──────── Material shown
use common::config::TX_BUFFER_LEN;
use ringbuf::{traits::Split, HeapCons, HeapProd, HeapRb};

pub type LineProducer = HeapProd<u8>;
pub type LineConsumer = HeapCons<u8>;

/// Single-producer single-consumer byte queue between one event source and the transmitter.
pub fn line_buffer() -> (LineProducer, LineConsumer) {
    HeapRb::<u8>::new(TX_BUFFER_LEN).split()
}
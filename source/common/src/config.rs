use crate::units::TimeUnit;
use core::time::Duration;

pub const CHANNEL_COUNT: usize = 2;

pub const ADC_BITS: u32 = 12;
pub const VREF: f32 = 3.3;

pub const TEMP_SCALE: f32 = 30.305;
pub const WEIGHT_SCALE: f32 = 303.03;

pub const MAX_SAMPLES: usize = 50;
pub const DEFAULT_WINDOW: usize = 10;

pub const DEFAULT_PERIOD: u32 = 1;
pub const DEFAULT_TIME_UNIT: TimeUnit = TimeUnit::Second;

/// Visible characters kept from a single command line.
pub const MAX_CMD_LEN: usize = 31;
/// Longest line the firmware transmits (`OK:` + command + `\r\n`).
pub const MAX_LINE_LEN: usize = 40;

/// Capacity of each transmit ring buffer in bytes.
pub const TX_BUFFER_LEN: usize = 256;

pub const INDICATOR_PERIOD: Duration = Duration::from_secs(1);
pub const STATS_PERIOD: Duration = Duration::from_secs(10);

pub const BAUD_RATE: u32 = 9600;
/// Start bit, 8 data bits, stop bit.
pub const BITS_PER_BYTE: u32 = 10;

pub const BANNER: [&str; 2] = ["System started\r\n", "Send 'a' to start, 'b' to stop\r\n"];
────────────────
Repeat the entries exactly as they appear.

use common::config::TX_BUFFER_LEN;
use ringbuf::{traits::Split, HeapCons, HeapProd, HeapRb};

pub type LineProducer = HeapProd<u8>;
pub type LineConsumer = HeapCons<u8>;

/// Single-producer single-consumer byte queue between one event source and the transmitter.
pub fn line_buffer() -> (LineProducer, LineConsumer) {
    HeapRb::<u8>::new(TX_BUFFER_LEN).split()
}
filename source/common/src/config.rs
use crate::units::TimeUnit;
use core::time::Duration;

pub const CHANNEL_COUNT: usize = 2;

pub const ADC_BITS: u32 = 12;
pub const VREF: f32 = 3.3;

pub const TEMP_SCALE: f32 = 30.305;
pub const WEIGHT_SCALE: f32 = 303.03;

pub const MAX_SAMPLES: usize = 50;
pub const DEFAULT_WINDOW: usize = 10;

pub const DEFAULT_PERIOD: u32 = 1;
pub const DEFAULT_TIME_UNIT: TimeUnit = TimeUnit::Second;

/// Visible characters kept from a single command line.
pub const MAX_CMD_LEN: usize = 31;
/// Longest line the firmware transmits (`OK:` + command + `\r\n`).
pub const MAX_LINE_LEN: usize = 40;

/// Capacity of each transmit ring buffer in bytes.
pub const TX_BUFFER_LEN: usize = 256;

pub const INDICATOR_PERIOD: Duration = Duration::from_secs(1);
pub const STATS_PERIOD: Duration = Duration::from_secs(10);

pub const BAUD_RATE: u32 = 9600;
/// Start bit, 8 data bits, stop bit.
pub const BITS_PER_BYTE: u32 = 10;

pub const BANNER: [&str; 2] = ["System started\r\n", "Send 'a' to start, 'b' to stop\r\n"];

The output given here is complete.